▶ What the exercise asks: Wherever "Clone" occurs in the entries, copy the line that holds it.

::: Source data

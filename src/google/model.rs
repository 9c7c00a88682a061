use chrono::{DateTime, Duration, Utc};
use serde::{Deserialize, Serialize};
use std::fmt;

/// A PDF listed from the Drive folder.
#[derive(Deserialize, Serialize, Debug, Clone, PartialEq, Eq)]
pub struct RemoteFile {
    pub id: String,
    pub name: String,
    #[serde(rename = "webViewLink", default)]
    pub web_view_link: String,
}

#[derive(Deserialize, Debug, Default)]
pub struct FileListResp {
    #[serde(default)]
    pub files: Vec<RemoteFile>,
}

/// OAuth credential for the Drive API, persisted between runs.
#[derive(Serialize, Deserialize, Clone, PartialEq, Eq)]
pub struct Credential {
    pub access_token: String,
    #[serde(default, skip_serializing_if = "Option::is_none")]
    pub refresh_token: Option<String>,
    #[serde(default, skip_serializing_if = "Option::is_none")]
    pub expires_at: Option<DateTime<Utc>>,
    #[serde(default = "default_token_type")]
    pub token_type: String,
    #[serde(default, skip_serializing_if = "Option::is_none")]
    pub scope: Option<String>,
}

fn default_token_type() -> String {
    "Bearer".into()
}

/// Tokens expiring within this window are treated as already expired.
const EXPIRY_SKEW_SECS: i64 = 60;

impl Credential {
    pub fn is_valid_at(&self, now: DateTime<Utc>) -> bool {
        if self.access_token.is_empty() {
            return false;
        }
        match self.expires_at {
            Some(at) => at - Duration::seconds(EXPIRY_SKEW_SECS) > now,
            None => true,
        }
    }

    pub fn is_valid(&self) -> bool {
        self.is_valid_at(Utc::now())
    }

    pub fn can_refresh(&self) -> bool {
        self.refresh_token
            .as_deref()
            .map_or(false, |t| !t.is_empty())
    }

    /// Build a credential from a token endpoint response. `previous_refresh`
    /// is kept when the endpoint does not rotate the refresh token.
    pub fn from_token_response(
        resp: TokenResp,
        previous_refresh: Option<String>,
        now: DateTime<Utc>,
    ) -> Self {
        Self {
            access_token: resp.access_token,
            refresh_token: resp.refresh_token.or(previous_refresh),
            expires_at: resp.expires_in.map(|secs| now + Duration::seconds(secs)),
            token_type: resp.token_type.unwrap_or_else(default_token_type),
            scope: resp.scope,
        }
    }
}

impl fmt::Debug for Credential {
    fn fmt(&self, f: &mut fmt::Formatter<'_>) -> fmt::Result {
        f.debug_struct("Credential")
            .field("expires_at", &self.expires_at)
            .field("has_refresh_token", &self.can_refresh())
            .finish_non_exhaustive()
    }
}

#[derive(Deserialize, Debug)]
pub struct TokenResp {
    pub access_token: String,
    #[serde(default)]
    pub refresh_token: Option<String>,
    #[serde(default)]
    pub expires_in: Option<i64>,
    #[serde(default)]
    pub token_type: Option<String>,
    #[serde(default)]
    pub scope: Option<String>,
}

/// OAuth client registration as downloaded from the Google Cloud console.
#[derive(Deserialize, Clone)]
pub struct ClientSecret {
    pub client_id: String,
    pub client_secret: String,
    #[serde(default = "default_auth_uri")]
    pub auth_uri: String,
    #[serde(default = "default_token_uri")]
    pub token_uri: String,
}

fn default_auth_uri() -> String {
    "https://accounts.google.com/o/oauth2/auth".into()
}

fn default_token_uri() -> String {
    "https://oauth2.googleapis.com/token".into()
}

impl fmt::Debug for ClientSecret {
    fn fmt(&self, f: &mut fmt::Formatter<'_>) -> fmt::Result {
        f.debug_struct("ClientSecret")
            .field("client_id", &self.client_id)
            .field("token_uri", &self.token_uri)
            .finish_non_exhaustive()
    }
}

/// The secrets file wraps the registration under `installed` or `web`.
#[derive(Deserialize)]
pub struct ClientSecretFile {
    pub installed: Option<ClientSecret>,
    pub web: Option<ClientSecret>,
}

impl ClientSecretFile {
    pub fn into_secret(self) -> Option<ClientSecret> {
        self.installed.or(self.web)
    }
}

::::::

▶ Answer section:
#[derive(Deserialize, Serialize, Debug, Clone, PartialEq, Eq)]
#[derive(Serialize, Deserialize, Clone, PartialEq, Eq)]
#[derive(Deserialize, Clone)]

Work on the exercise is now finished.